(Extracted data entries)
---+---

impl<I: Iterator<Item = Token>> Parser<I> {
    pub fn new<T: IntoIterator<Item = Token, IntoIter = I>>(tokens: T) -> Self {
        Self {
            tokens: tokens.into_iter().peekable(),
            eof: Token::new(TokenType::Eof, "", None, 1),
            errors: Vec::new(),
            seed: None,
        }
    }

    /// Parses a whole program, recovering at statement boundaries so that every
    /// independent syntax error is reported rather than only the first.
    pub fn parse(mut self) -> (Vec<Stmt>, Vec<TlpsError>) {
        let mut stmts = Vec::new();

        while !self.check(TokenType::Eof) {
            if let Some(stmt) = self.declaration() {
                stmts.push(stmt);
            }
        }

        (stmts, self.errors)
    }

    pub fn parse_expr(mut self) -> Result<Expr, TlpsError> {
        let expr = self.expression()?;
        match self.errors.into_iter().next() {
            Some(err) => Err(err),
            None => Ok(expr),
        }
    }

    fn peek(&mut self) -> &Token {
        match self.tokens.peek() {
            Some(token) => token,
            None => &self.eof,
        }
    }

    fn check(&mut self, ty: TokenType) -> bool {
        self.peek().is(ty)
    }

    fn advance(&mut self) -> Token {
        if self.check(TokenType::Eof) {
            return self.peek().clone();
        }

        match self.tokens.next() {
            Some(token) => {
                self.eof = Token::new(TokenType::Eof, "", None, token.line());
                token
            }
            None => self.eof.clone(),
        }
    }

    fn declaration(&mut self) -> Option<Stmt> {
        let result = if rd_matches!(self, Class).is_some() {
            self.class_declaration()
        } else if rd_matches!(self, Fun).is_some() {
            self.function("function").map(Stmt::Fun)
        } else if rd_matches!(self, Var).is_some() {
            self.var_declaration()
        } else {
            self.statement()
        };

        match result {
            Ok(stmt) => Some(stmt),
            Err(err) => {
                self.errors.push(err);
                self.synchronize();
                None
            }
        }
    }

    fn class_declaration(&mut self) -> Result<Stmt, TlpsError> {
        let name = rd_consume!(self, Identifier, "Expect class name.");

        let superclass = if rd_matches!(self, Less).is_some() {
            let superclass = rd_consume!(self, Identifier, "Expect superclass name.");
            Some(Expr::Var(ExprId::next(), superclass))
        } else {
            None
        };

        rd_consume!(self, LeftBrace, "Expect '{' before class body.");

        let mut methods = Vec::new();
        while !self.check(TokenType::RightBrace) && !self.check(TokenType::Eof) {
            methods.push(self.function("method")?);
        }

        rd_consume!(self, RightBrace, "Expect '}' after class body.");

        Ok(Stmt::Class(name, superclass, methods))
    }

    fn function(&mut self, kind: &str) -> Result<Rc<FunDecl>, TlpsError> {
        let name = rd_consume!(self, Identifier, format!("Expect {} name.", kind));
        rd_consume!(self, LeftParen, format!("Expect '(' after {} name.", kind));

        let mut params = Vec::new();
        if !self.check(TokenType::RightParen) {
            loop {
                if params.len() >= MAX_ARGS {
                    let err = errors::syntax(self.peek(), "Can't have more than 255 parameters.");
                    self.errors.push(err);
                }

                params.push(rd_consume!(self, Identifier, "Expect parameter name."));

                if rd_matches!(self, Comma).is_none() {
                    break;
                }
            }
        }

        rd_consume!(self, RightParen, "Expect ')' after parameters.");
        rd_consume!(self, LeftBrace, format!("Expect '{{' before {} body.", kind));

        let body = self.block()?;
        Ok(Rc::new(FunDecl { name, params, body }))
    }

    fn var_declaration(&mut self) -> Result<Stmt, TlpsError> {
        let name = rd_consume!(self, Identifier, "Expect variable name.");

        let init = if rd_matches!(self, Equal).is_some() {
            Some(self.expression()?)
        } else {
            None
        };

        rd_consume!(self, Semicolon, "Expect ';' after variable declaration.");
        Ok(Stmt::Var(name, init))
    }

    fn statement(&mut self) -> Result<Stmt, TlpsError> {
        if rd_matches!(self, For).is_some() {
            return self.for_statement();
        }

        if rd_matches!(self, If).is_some() {
            return self.if_statement();
        }

        if let Some(keyword) = rd_matches!(self, Include) {
            return self.include_statement(keyword);
        }

        if let Some(keyword) = rd_matches!(self, Print) {
            if self.check(TokenType::LeftParen) {
                return self.print_call_statement(keyword);
            }

            let value = self.expression()?;
            rd_consume!(self, Semicolon, "Expect ';' after value.");
            return Ok(Stmt::Print(value));
        }

        if let Some(keyword) = rd_matches!(self, Return) {
            let value = if self.check(TokenType::Semicolon) {
                None
            } else {
                Some(self.expression()?)
            };

            rd_consume!(self, Semicolon, "Expect ';' after return value.");
            return Ok(Stmt::Return(keyword, value));
        }

        if rd_matches!(self, While).is_some() {
            return self.while_statement();
        }

        if rd_matches!(self, LeftBrace).is_some() {
            return Ok(Stmt::Block(self.block()?));
        }

        let expr = self.expression()?;
        rd_consume!(self, Semicolon, "Expect ';' after expression.");
        Ok(Stmt::Expression(expr))
    }

    /// `print(a, b);` calls the native builtin, which accepts any number of
    /// arguments. When a single parenthesized argument is followed by more of an
    /// expression, as in `print (1 + 2) * 3;`, the parentheses were a grouping
    /// and the whole statement is a `print` of that expression.
    fn print_call_statement(&mut self, keyword: Token) -> Result<Stmt, TlpsError> {
        rd_consume!(self, LeftParen, "Expect '(' after 'print'.");
        let call = self.finish_call(Expr::Var(ExprId::next(), keyword))?;

        if rd_matches!(self, Semicolon).is_some() {
            return Ok(Stmt::Expression(call));
        }

        match call {
            Expr::Call(_, _, mut args) if args.len() == 1 => {
                let grouping = Expr::Grouping(Box::new(args.remove(0)));
                self.seed = Some(grouping);

                let value = self.expression()?;
                rd_consume!(self, Semicolon, "Expect ';' after value.");
                Ok(Stmt::Print(value))
            }
            call => {
                let expr = self.call_chain(call)?;
                rd_consume!(self, Semicolon, "Expect ';' after expression.");
                Ok(Stmt::Expression(expr))
            }
        }
    }

    fn if_statement(&mut self) -> Result<Stmt, TlpsError> {
        rd_consume!(self, LeftParen, "Expect '(' after 'if'.");
        let condition = self.expression()?;
        rd_consume!(self, RightParen, "Expect ')' after if condition.");

        let then_branch = self.statement()?;
        let else_branch = if rd_matches!(self, Else).is_some() {
            Some(Box::new(self.statement()?))
        } else {
            None
        };

        Ok(Stmt::If(condition, Box::new(then_branch), else_branch))
    }

    fn include_statement(&mut self, keyword: Token) -> Result<Stmt, TlpsError> {
        let path = match rd_matches!(self, String) {
            Some(path) => path,
            None => return Err(errors::syntax(&keyword, "Expect include path.")),
        };

        rd_consume!(self, Semicolon, "Expect ';' after include path.");
        Ok(Stmt::Include(path))
    }

    fn for_statement(&mut self) -> Result<Stmt, TlpsError> {
        rd_consume!(self, LeftParen, "Expect '(' after 'for'.");

        let init = if rd_matches!(self, Semicolon).is_some() {
            None
        } else if rd_matches!(self, Var).is_some() {
            Some(self.var_declaration()?)
        } else {
            let expr = self.expression()?;
            rd_consume!(self, Semicolon, "Expect ';' after expression.");
            Some(Stmt::Expression(expr))
        };

        let cond = if self.check(TokenType::Semicolon) {
            None
        } else {
            Some(self.expression()?)
        };
        rd_consume!(self, Semicolon, "Expect ';' after loop condition.");

        let incr = if self.check(TokenType::RightParen) {
            None
        } else {
            Some(self.expression()?)
        };
        rd_consume!(self, RightParen, "Expect ')' after for clauses.");

        let mut body = self.statement()?;

        if let Some(incr) = incr {
            body = Stmt::Block(vec![body, Stmt::Expression(incr)]);
        }

        body = Stmt::While(cond.unwrap_or(Expr::Literal(Literal::Bool(true))), Box::new(body));

        if let Some(init) = init {
            body = Stmt::Block(vec![init, body]);
        }

        Ok(body)
    }

    fn while_statement(&mut self) -> Result<Stmt, TlpsError> {
        rd_consume!(self, LeftParen, "Expect '(' after 'while'.");
        let condition = self.expression()?;
        rd_consume!(self, RightParen, "Expect ')' after condition.");

        let body = self.statement()?;
        Ok(Stmt::While(condition, Box::new(body)))
    }

    fn block(&mut self) -> Result<Vec<Stmt>, TlpsError> {
        let mut stmts = Vec::new();

        while !self.check(TokenType::RightBrace) && !self.check(TokenType::Eof) {
            if let Some(stmt) = self.declaration() {
                stmts.push(stmt);
            }
        }

        rd_consume!(self, RightBrace, "Expect '}' after block.");
        Ok(stmts)
    }

    fn expression(&mut self) -> Result<Expr, TlpsError> {
        self.assignment()
    }

    fn assignment(&mut self) -> Result<Expr, TlpsError> {
        let expr = self.or()?;

        if let Some(equals) = rd_matches!(self, Equal) {
            let value = self.assignment()?;

            return match expr {
                Expr::Var(_, name) => Ok(Expr::Assign(ExprId::next(), name, Box::new(value))),
                Expr::Get(obj, name) => Ok(Expr::Set(obj, name, Box::new(value))),
                expr => {
                    // Reported without unwinding: the parser is not confused.
                    self.errors.push(errors::syntax(&equals, "Invalid assignment target."));
                    Ok(expr)
                }
            };
        }

        Ok(expr)
    }

    rd_term!(or := and (Or and)* => Logical);

    rd_term!(and := equality (And equality)* => Logical);

    rd_term!(equality := comparison (BangEqual | EqualEqual comparison)* => Binary);

    rd_term!(comparison := term (Greater | GreaterEqual | Less | LessEqual term)* => Binary);

    rd_term!(term := factor (Minus | Plus factor)* => Binary);

    rd_term!(factor := unary (Star | Slash unary)* => Binary);

    fn unary(&mut self) -> Result<Expr, TlpsError> {
        // A seeded operand sits to the left of whatever comes next, so `-` here is binary.
        if self.seed.is_some() {
            return self.call();
        }

        if let Some(op) = rd_matches!(self, Bang | Minus) {
            let right = self.unary()?;
            return Ok(Expr::Unary(op, Box::new(right)));
        }

        self.call()
    }

    fn call(&mut self) -> Result<Expr, TlpsError> {
        let expr = self.primary()?;
        self.call_chain(expr)
    }

    fn call_chain(&mut self, mut expr: Expr) -> Result<Expr, TlpsError> {
        loop {
            if rd_matches!(self, LeftParen).is_some() {
                expr = self.finish_call(expr)?;
            } else if rd_matches!(self, Dot).is_some() {
                let name = rd_consume!(self, Identifier, "Expect property name after '.'.");
                expr = Expr::Get(Box::new(expr), name);
            } else {
                break;
            }
        }

        Ok(expr)
    }

    fn finish_call(&mut self, callee: Expr) -> Result<Expr, TlpsError> {
        let mut args = Vec::new();

        if !self.check(TokenType::RightParen) {
            loop {
                if args.len() >= MAX_ARGS {
                    let err = errors::syntax(self.peek(), "Can't have more than 255 arguments.");
                    self.errors.push(err);
                }

                args.push(self.expression()?);

                if rd_matches!(self, Comma).is_none() {
                    break;
                }
            }
        }

        let paren = rd_consume!(self, RightParen, "Expect ')' after arguments.");
        Ok(Expr::Call(Box::new(callee), paren, args))
    }

    fn primary(&mut self) -> Result<Expr, TlpsError> {
        if let Some(expr) = self.seed.take() {
            return Ok(expr);
        }

        if let Some(token) = rd_matches!(self, False | True | Nil | Number | String) {
            return Ok(Expr::Literal(token.literal().cloned().unwrap_or(Literal::Nil)));
        }

        if let Some(keyword) = rd_matches!(self, Super) {
            rd_consume!(self, Dot, "Expect '.' after 'super'.");
            let method = rd_consume!(self, Identifier, "Expect superclass method name.");
            return Ok(Expr::Super(ExprId::next(), keyword, method));
        }

        if let Some(keyword) = rd_matches!(self, This) {
            return Ok(Expr::This(ExprId::next(), keyword));
        }

        // `print` in expression position names the native builtin.
        if let Some(name) = rd_matches!(self, Identifier | Print) {
            return Ok(Expr::Var(ExprId::next(), name));
        }

        if rd_matches!(self, LeftParen).is_some() {
            let expr = self.expression()?;
            rd_consume!(self, RightParen, "Expect ')' after expression.");
            return Ok(Expr::Grouping(Box::new(expr)));
        }

        Err(errors::syntax(self.peek(), "Expect expression."))
    }

    fn synchronize(&mut self) {
        while !self.check(TokenType::Eof) {
            let token = self.advance();

            // If we reach a semicolon, we can stop because the next token will be the start of a new statement
            if token.is(TokenType::Semicolon) {
                break;
            }

            // If the next token is the start of a new statement, we can stop
            if self.peek().is_one_of(&[
                TokenType::Class,
                TokenType::Fun,
                TokenType::Var,
                TokenType::For,
                TokenType::If,
                TokenType::Include,
                TokenType::While,
                TokenType::Print,
                TokenType::Return,
            ]) {
                break;
            }
        }
    }
}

---+---

Some lines above contain the word "that". Copy each of them.

*Finished exercise*
    /// Parses a whole program, recovering at statement boundaries so that every
    /// and the whole statement is a `print` of that expression.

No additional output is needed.